Task details: What lines in the entries hold the string "object"? List them.

▶

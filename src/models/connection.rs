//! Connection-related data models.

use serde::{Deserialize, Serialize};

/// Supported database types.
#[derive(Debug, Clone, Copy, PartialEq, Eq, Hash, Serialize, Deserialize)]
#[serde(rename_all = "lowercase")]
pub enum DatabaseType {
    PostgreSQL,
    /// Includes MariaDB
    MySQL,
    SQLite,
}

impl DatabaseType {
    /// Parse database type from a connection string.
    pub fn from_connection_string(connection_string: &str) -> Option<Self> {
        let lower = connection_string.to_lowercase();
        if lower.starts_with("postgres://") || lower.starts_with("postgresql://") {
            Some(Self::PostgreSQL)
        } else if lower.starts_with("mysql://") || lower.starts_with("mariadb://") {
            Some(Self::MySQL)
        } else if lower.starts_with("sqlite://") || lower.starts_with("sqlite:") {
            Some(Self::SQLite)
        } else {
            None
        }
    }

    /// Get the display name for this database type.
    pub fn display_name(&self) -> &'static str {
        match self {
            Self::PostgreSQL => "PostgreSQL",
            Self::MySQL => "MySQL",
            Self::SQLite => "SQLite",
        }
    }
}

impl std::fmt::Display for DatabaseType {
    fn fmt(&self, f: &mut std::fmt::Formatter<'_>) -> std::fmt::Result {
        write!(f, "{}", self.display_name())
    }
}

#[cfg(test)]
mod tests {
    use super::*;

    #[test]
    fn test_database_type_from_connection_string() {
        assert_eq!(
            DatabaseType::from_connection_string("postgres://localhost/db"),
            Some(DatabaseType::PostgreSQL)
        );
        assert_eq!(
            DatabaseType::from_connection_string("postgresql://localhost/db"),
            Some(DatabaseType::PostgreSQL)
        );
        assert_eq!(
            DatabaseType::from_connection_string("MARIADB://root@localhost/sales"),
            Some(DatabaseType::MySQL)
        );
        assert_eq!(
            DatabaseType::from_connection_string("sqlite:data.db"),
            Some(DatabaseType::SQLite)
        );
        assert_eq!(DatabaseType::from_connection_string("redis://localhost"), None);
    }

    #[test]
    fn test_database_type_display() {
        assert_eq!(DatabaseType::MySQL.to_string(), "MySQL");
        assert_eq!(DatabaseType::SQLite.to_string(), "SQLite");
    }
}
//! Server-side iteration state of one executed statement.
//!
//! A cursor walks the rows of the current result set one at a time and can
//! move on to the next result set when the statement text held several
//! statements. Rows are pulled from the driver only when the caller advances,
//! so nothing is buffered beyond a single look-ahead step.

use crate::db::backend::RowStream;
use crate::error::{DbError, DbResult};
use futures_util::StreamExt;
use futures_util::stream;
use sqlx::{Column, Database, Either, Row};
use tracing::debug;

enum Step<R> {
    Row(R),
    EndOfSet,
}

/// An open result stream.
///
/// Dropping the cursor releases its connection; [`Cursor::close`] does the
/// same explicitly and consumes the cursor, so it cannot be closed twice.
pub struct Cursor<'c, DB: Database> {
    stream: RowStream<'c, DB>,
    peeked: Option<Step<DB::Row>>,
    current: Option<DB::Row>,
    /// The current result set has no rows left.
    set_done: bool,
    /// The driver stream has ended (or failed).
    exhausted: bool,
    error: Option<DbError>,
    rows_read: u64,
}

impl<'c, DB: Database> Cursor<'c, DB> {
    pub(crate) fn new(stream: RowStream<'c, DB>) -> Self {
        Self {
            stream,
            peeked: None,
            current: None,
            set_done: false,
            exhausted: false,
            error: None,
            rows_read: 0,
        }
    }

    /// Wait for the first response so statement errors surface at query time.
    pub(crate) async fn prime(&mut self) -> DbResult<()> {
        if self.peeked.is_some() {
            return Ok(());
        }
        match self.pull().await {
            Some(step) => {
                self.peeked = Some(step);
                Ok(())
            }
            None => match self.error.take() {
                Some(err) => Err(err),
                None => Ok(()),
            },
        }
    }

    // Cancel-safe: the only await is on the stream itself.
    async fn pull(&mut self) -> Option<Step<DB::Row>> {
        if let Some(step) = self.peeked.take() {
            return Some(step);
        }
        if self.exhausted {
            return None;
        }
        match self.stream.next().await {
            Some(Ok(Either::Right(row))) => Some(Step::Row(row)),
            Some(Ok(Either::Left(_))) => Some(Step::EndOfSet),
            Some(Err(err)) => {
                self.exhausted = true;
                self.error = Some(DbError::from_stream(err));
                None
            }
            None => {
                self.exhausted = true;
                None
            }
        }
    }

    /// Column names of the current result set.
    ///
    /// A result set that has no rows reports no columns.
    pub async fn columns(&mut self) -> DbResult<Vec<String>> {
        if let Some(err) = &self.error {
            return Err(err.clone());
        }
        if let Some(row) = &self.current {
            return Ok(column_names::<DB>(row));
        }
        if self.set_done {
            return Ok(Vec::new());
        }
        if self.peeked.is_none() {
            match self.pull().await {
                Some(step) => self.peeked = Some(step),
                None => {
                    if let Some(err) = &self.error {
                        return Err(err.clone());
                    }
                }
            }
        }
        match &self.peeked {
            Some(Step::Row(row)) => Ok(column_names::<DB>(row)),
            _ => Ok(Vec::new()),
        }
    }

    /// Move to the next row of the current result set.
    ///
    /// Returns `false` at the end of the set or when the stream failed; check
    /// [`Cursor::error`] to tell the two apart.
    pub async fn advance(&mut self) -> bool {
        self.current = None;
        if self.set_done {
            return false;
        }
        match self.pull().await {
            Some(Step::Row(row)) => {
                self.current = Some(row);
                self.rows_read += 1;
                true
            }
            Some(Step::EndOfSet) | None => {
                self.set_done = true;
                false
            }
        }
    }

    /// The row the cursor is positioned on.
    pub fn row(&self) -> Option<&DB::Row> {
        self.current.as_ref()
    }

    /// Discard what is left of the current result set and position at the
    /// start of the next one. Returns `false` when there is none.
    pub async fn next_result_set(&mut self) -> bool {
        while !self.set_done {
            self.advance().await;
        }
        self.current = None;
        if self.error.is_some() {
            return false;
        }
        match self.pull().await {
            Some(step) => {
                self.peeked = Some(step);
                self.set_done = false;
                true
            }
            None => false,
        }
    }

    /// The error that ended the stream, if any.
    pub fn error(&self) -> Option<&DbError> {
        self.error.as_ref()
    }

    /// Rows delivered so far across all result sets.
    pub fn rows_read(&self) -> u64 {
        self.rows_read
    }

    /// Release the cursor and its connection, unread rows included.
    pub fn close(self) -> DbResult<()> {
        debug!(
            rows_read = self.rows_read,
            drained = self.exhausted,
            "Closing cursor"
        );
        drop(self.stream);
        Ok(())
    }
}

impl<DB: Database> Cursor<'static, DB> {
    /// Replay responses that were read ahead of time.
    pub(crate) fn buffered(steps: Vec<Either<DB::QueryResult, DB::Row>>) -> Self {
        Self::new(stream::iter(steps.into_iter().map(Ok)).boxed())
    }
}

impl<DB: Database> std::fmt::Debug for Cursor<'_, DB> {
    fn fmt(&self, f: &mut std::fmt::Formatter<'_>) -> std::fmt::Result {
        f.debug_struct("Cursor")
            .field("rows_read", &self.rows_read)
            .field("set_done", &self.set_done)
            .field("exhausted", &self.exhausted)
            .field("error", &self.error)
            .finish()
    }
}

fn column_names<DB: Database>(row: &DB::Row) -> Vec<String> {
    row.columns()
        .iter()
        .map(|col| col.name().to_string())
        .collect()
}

◀
▶

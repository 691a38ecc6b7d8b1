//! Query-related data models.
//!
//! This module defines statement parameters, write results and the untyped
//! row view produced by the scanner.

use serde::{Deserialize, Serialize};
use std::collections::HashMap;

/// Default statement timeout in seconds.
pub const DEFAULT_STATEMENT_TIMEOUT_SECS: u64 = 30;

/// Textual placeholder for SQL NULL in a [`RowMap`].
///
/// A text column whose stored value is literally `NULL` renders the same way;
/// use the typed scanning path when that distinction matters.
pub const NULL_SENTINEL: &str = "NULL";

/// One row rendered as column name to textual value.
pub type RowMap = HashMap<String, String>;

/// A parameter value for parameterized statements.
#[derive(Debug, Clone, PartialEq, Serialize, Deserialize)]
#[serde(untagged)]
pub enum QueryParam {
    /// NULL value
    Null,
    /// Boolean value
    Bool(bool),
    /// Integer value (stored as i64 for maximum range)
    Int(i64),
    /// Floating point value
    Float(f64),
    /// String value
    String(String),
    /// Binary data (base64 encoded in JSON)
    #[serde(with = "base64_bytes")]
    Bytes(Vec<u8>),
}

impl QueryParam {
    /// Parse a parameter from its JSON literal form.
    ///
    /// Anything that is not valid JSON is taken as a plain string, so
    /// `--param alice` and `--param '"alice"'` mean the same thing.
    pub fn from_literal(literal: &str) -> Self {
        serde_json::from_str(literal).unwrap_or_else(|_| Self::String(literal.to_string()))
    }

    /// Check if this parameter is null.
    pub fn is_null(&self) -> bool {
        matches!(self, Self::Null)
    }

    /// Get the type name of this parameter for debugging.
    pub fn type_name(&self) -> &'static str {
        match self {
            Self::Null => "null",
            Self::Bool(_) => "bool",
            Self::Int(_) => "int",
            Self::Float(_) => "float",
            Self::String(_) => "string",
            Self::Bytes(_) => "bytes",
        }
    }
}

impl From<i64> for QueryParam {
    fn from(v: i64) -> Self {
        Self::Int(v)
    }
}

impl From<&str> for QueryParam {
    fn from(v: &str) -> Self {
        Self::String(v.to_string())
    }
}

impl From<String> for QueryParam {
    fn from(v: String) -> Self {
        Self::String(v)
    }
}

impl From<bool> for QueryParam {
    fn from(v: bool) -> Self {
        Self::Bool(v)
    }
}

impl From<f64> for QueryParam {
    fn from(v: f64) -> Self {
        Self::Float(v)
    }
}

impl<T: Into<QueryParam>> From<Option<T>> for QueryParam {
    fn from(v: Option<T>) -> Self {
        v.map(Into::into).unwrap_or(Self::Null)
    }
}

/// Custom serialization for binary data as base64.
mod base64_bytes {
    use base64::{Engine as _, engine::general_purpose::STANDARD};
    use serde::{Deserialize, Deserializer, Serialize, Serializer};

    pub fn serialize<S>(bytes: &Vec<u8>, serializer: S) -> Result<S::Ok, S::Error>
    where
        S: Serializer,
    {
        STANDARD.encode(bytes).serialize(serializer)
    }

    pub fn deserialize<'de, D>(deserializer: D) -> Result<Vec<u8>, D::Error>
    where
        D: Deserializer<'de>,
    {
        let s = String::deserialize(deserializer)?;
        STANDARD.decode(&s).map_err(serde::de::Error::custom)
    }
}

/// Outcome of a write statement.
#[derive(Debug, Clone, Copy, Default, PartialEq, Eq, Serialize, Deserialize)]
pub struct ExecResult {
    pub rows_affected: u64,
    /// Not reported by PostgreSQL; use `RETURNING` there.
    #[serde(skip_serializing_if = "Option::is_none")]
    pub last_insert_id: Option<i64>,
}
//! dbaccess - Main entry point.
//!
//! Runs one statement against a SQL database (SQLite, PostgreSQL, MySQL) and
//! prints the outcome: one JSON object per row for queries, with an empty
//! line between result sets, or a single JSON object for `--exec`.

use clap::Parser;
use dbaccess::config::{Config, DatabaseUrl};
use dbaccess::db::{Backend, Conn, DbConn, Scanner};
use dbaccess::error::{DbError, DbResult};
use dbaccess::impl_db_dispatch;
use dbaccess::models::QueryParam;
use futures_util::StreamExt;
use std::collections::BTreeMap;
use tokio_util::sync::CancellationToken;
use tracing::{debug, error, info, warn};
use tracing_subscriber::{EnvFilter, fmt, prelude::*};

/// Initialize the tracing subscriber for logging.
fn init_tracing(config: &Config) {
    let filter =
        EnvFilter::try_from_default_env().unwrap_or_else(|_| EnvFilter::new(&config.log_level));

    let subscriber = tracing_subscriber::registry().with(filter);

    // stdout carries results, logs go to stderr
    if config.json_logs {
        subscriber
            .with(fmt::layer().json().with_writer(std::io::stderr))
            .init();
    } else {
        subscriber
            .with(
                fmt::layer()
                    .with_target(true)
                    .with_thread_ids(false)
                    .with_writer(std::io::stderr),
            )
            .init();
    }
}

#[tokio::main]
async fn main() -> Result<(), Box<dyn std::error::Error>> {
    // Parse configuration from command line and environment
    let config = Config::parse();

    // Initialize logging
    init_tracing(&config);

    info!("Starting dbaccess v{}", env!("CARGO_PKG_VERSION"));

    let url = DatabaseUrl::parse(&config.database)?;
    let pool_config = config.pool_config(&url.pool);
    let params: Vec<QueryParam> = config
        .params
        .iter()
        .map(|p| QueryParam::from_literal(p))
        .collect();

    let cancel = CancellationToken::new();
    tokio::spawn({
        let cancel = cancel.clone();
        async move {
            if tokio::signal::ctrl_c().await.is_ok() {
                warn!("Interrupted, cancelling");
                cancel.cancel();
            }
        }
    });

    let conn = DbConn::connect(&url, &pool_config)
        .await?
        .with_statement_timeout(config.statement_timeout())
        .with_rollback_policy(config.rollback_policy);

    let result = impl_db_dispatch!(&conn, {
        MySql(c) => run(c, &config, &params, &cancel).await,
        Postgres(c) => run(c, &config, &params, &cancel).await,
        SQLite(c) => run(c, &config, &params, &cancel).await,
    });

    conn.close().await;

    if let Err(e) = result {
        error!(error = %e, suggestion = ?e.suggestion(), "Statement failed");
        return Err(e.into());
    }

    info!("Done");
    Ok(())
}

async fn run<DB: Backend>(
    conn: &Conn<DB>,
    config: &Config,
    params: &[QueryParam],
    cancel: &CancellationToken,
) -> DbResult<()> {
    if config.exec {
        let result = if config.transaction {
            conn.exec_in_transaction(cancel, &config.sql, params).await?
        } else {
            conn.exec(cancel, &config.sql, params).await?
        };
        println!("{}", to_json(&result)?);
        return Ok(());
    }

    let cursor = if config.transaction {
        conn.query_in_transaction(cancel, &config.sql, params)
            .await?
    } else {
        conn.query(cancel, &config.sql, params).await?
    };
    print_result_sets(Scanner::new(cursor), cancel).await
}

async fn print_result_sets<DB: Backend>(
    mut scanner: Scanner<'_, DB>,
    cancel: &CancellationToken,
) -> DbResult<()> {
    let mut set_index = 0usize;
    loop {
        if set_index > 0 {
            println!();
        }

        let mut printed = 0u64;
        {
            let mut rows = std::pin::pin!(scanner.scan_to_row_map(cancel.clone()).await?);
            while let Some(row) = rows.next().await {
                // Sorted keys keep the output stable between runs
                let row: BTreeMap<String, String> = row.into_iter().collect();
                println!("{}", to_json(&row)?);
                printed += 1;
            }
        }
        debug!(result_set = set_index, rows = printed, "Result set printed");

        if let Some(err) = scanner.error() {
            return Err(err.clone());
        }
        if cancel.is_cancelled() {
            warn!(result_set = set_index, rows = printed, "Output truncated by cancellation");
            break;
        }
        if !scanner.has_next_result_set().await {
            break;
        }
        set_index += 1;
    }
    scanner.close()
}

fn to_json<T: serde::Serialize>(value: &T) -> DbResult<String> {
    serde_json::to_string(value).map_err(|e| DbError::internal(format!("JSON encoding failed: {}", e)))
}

◀
▶

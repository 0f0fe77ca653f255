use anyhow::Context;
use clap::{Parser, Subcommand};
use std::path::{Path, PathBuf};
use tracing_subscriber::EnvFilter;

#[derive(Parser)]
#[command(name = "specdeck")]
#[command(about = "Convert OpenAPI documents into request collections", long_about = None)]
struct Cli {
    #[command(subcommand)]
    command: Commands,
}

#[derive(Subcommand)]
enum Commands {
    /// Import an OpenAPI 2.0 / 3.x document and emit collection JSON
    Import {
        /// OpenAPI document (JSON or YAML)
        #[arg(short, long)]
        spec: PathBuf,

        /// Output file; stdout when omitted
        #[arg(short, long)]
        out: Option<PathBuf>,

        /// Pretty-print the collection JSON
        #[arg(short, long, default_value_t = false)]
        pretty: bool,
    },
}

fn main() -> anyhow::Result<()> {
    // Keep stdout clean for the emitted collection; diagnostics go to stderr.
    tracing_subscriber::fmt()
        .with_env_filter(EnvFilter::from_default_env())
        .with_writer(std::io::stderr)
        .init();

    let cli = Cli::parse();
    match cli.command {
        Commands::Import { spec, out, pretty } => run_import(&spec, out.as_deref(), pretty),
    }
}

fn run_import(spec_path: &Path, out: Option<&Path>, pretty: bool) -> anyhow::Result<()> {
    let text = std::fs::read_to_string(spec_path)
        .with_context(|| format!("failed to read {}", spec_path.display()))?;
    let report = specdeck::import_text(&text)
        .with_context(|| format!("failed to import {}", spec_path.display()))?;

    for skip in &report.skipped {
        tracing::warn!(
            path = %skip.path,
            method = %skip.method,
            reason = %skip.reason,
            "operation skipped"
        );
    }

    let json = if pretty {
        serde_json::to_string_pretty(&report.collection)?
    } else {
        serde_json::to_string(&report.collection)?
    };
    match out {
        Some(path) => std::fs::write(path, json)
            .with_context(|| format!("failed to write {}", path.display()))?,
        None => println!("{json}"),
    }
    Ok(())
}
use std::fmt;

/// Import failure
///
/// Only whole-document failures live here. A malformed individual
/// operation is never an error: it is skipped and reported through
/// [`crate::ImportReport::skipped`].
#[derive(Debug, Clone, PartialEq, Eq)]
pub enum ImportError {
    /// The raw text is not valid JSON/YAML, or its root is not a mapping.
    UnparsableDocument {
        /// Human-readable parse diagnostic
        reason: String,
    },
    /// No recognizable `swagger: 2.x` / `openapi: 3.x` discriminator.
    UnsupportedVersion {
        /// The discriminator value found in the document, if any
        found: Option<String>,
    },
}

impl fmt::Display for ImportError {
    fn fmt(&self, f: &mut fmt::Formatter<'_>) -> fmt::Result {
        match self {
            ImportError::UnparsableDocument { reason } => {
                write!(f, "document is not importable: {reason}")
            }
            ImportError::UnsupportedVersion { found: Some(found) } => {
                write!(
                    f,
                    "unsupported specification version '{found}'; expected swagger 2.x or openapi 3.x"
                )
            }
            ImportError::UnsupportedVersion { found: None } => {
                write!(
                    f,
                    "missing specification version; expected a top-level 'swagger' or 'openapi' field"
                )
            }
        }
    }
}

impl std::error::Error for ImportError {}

◀

Exercise answer:
//! prints the outcome: one JSON object per row for queries, with an empty
//! line between result sets, or a single JSON object for `--exec`.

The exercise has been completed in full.